Buya Yahya considère les frais de change pré-Libarien comme du riba

À l'approche de l'Idul Fitri, les services de change qui facturent des frais pour les nouveaux billets suscitent des débats sur la loi islamique. Buya Yahya considère cette pratique comme du riba en raison des différences nominales. Il souligne que la volonté du client ne modifie pas le statut du riba.

À l'approche de l'Idul Fitri, la tradition indonésienne consistant à offrir de nouveaux billets de banque aux enfants et aux proches gagne en popularité. La demande de petites coupures telles que 5 000, 10 000 et 20 000 roupies augmente, ce qui incite les services de change à apparaître dans les rues, sur les marchés et dans les centres commerciaux. Nombreux sont ceux qui préfèrent ces services aux files d'attente des banques pour des raisons de commodité. Cependant, les déductions de frais soulèvent des questions : halal ou haram selon l'islam ? Dans la pratique, l'échange d'un million de roupies ne rapporte souvent que 900 000 ou 800 000 roupies en nouveaux billets, avec des différences de 100 000 à 200 000 roupies au titre des frais de service.

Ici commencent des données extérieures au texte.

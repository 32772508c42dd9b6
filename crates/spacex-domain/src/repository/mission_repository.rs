//! Mission persistence port.

use crate::model::id::MissionId;
use crate::model::mission::{Mission, MissionStatus};

use super::RepositoryError;

/// Mission store: upsert by id, last write wins.
pub trait MissionRepository {
    /// Save a mission (create or update).
    fn save(&mut self, mission: &Mission) -> Result<(), RepositoryError>;

    /// Find a mission by id.
    fn get(&self, id: &MissionId) -> Result<Option<Mission>, RepositoryError>;

    /// All missions, in no particular order.
    fn get_all(&self) -> Result<Vec<Mission>, RepositoryError>;

    /// All missions with the given status.
    fn find_by_status(&self, status: MissionStatus) -> Result<Vec<Mission>, RepositoryError> {
        Ok(self
            .get_all()?
            .into_iter()
            .filter(|mission| mission.status() == status)
            .collect())
    }
}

Buya Yahya, ou KH Yahya Zainul Maarif, affirme que de tels échanges constituent du riba. "Si, lors de l'échange, on donne de l'argent ancien d'un million et que l'on reçoit de l'argent nouveau de 900 000 Rp, il y a riba en raison de la différence de 100 000 Rp. Échanger de l'argent ancien contre de l'argent nouveau avec une différence est du riba et un péché devant Allah", a-t-il déclaré, cité par la chaîne YouTube d'Al-Bahjah TV. Il ajoute : "Même si c'est volontaire, que ce soit volontaire ou non, c'est du riba". Buya Yahya propose une solution : séparer l'échange des frais en tant que transactions distinctes. Il faut d'abord échanger 1 million de roupies contre de nouvelles coupures équivalentes d'une valeur de 1 million de roupies, puis payer les frais de service séparément afin de garantir la validité du contrat et d'éviter le riba.